Researchers at UC San Francisco have designed a single clinical laboratory test capable analyzing the microbes responsible for serious infections. The rapid test is conducted under 6 hours and uses most body fluid sample to investigate a large range of infectious agents. Fast analysis will yield rapid treatment options for seriously ill patients. Their study is published in Nature Medicine.
"The advance here is that we can detect any infection from any body fluid, without special handling or processing for each distinct body fluid," said study corresponding author Charles Chiu, MD, PhD, a professor in the UCSF Department of Laboratory Medicine and director of the UCSF-Abbott Viral Diagnostics and Discovery Center.

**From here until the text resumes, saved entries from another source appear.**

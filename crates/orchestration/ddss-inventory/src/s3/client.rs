//! S3 client for the DDSS archive bucket.

use aws_sdk_s3::Client;
use aws_sdk_s3::config::Builder;
use ddss_error::Result;
use serde::{Deserialize, Serialize};

use crate::aws::AwsSettings;

/// Where to list journals and how to reach S3.
#[derive(Debug, Clone, Default, Serialize, Deserialize)]
pub struct S3Config {
    /// S3 bucket holding the DDSS archive
    pub bucket: String,

    /// Optional prefix to narrow the listing
    pub prefix: Option<String>,

    /// Region, endpoint, and credentials
    pub aws: AwsSettings,
}

impl S3Config {
    pub fn new(bucket: impl Into<String>) -> Self {
        Self {
            bucket: bucket.into(),
            ..Default::default()
        }
    }

    pub fn with_prefix(mut self, prefix: impl Into<String>) -> Self {
        self.prefix = Some(prefix.into());
        self
    }

    /// Point the client at a custom endpoint. Enables path-style addressing.
    pub fn with_endpoint(mut self, endpoint: impl Into<String>) -> Self {
        self.aws.endpoint = Some(endpoint.into());
        self
    }

    pub fn with_region(mut self, region: impl Into<String>) -> Self {
        self.aws.region = Some(region.into());
        self
    }

    pub fn with_credentials(
        mut self,
        access_key: impl Into<String>,
        secret_key: impl Into<String>,
    ) -> Self {
        self.aws.access_key = Some(access_key.into());
        self.aws.secret_key = Some(secret_key.into());
        self
    }

    pub fn with_profile(mut self, profile: impl Into<String>) -> Self {
        self.aws.profile = Some(profile.into());
        self
    }

    /// Whether bucket names go in the path rather than the host name.
    ///
    /// Custom endpoints such as LocalStack do not resolve virtual-hosted buckets.
    pub fn path_style(&self) -> bool {
        self.aws.endpoint.is_some()
    }
}

/// Create an S3 client from configuration.
pub async fn create_s3_client(config: &S3Config) -> Result<Client> {
    let sdk_config = config.aws.load().await;
    let s3_config = Builder::from(&sdk_config)
        .force_path_style(config.path_style())
        .build();

    Ok(Client::from_conf(s3_config))
}
//! Main execution logic for the ddss-inventory CLI.

use anyhow::{Result, anyhow};
use ddss_inventory::{
    BatchLimits, Delivery, FirehoseDelivery, Inventory, InventoryConfig, RunStats,
    S3JournalLister, StdoutDelivery, create_s3_client,
};

use crate::args::{Cli, DestinationType};

/// Build the run configuration from CLI arguments.
///
/// The Firehose stream name is only required when delivering to Firehose;
/// a dry run labels itself `stdout`.
pub fn build_config(args: &Cli) -> Result<InventoryConfig> {
    let stream_name = match args.destination {
        DestinationType::Firehose => args
            .firehose_name
            .clone()
            .ok_or_else(|| anyhow!("--firehose-name is required when destination=firehose"))?,
        DestinationType::Stdout => "stdout".to_string(),
    };

    let mut config = InventoryConfig::new(
        &args.bucket,
        stream_name,
        &args.splunk_index,
        &args.source,
        &args.region,
    )
    .with_limits(BatchLimits::new(
        args.max_batch_records,
        args.max_batch_bytes,
    ));

    if let Some(prefix) = &args.prefix {
        config = config.with_prefix(prefix);
    }
    if let Some(endpoint) = &args.s3_endpoint {
        config = config.with_s3_endpoint(endpoint);
    }
    if let Some(endpoint) = &args.firehose_endpoint {
        config = config.with_firehose_endpoint(endpoint);
    }

    config.validate()?;
    Ok(config)
}

/// Execute one inventory run with the provided arguments.
pub async fn execute(args: Cli) -> Result<RunStats> {
    let config = build_config(&args)?;

    let mut s3_config = config.s3_config();
    if let (Some(access_key), Some(secret_key)) = (&args.access_key, &args.secret_key) {
        s3_config = s3_config.with_credentials(access_key, secret_key);
    }
    if let Some(profile) = &args.profile {
        s3_config = s3_config.with_profile(profile);
    }

    let s3_client = create_s3_client(&s3_config).await?;
    let lister = S3JournalLister::new(s3_client, &config.bucket, config.prefix.clone());

    let stats = match args.destination {
        DestinationType::Firehose => {
            let mut firehose_config = config.firehose_config();
            if let (Some(access_key), Some(secret_key)) = (&args.access_key, &args.secret_key) {
                firehose_config = firehose_config.with_credentials(access_key, secret_key);
            }
            if let Some(profile) = &args.profile {
                firehose_config = firehose_config.with_profile(profile);
            }

            let delivery = FirehoseDelivery::new(firehose_config).await?;
            run_inventory(lister, delivery, config).await?
        }
        DestinationType::Stdout => run_inventory(lister, StdoutDelivery::new(), config).await?,
    };

    Ok(stats)
}

/// Run the inventory with a specific delivery type.
async fn run_inventory<D: Delivery>(
    lister: S3JournalLister,
    delivery: D,
    config: InventoryConfig,
) -> Result<RunStats> {
    let inventory = Inventory::new(lister, delivery, config);
    let stats = inventory.run().await?;
    Ok(stats)
}
//! AWS connection settings shared by the S3 and Firehose clients.

use aws_config::{BehaviorVersion, Region, SdkConfig};
use aws_sdk_s3::config::Credentials;
use serde::{Deserialize, Serialize};

/// Provider name attached to explicit credentials.
const CREDENTIALS_PROVIDER: &str = "ddss-inventory";

/// Region, endpoint, and credential overrides for one AWS service client.
///
/// Unset fields fall back to the SDK's default provider chain.
#[derive(Debug, Clone, Default, PartialEq, Eq, Serialize, Deserialize)]
pub struct AwsSettings {
    /// AWS region
    pub region: Option<String>,

    /// Custom endpoint URL (for LocalStack)
    pub endpoint: Option<String>,

    /// Explicit access key, used only together with `secret_key`
    pub access_key: Option<String>,

    /// Explicit secret key, used only together with `access_key`
    pub secret_key: Option<String>,

    /// Named profile from the shared AWS config files
    pub profile: Option<String>,
}

impl AwsSettings {
    /// Explicit key pair, if both halves are set.
    pub fn credentials(&self) -> Option<(&str, &str)> {
        match (&self.access_key, &self.secret_key) {
            (Some(access), Some(secret)) => Some((access.as_str(), secret.as_str())),
            _ => None,
        }
    }

    /// Resolve these settings into an SDK configuration.
    pub async fn load(&self) -> SdkConfig {
        let mut loader = aws_config::defaults(BehaviorVersion::latest());

        if let Some(region) = &self.region {
            loader = loader.region(Region::new(region.clone()));
        }
        if let Some(endpoint) = &self.endpoint {
            loader = loader.endpoint_url(endpoint);
        }
        if let Some((access, secret)) = self.credentials() {
            loader = loader.credentials_provider(Credentials::new(
                access,
                secret,
                None,
                None,
                CREDENTIALS_PROVIDER,
            ));
        }
        if let Some(profile) = &self.profile {
            loader = loader.profile_name(profile);
        }

        loader.load().await
    }
}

The protocol employs powerful "next-generation" DNA-sequencing technology to account for all DNA in a sample, which may be from any species -- human, bacterial, viral, parasitic, or fungal. Clinicians do not need to have a infectious culprit in mind. To identify a match, the new test relies on specially developed analytical software to compare DNA sequences in the sample to massive genomic databases covering all known pathogens. In the new study, researchers compared performance of their new single-protocol "metagenomic" DNA test to laboratory culture-based tests and now-standard PCR-based DNA tests, using two high-powered DNA sequencing technologies to diagnose bacterial or fungal infection. 180 body fluid samples from in and around the lungs, the peritoneal cavity, pus-filled abscesses, the spinal cord, joints, and other sites.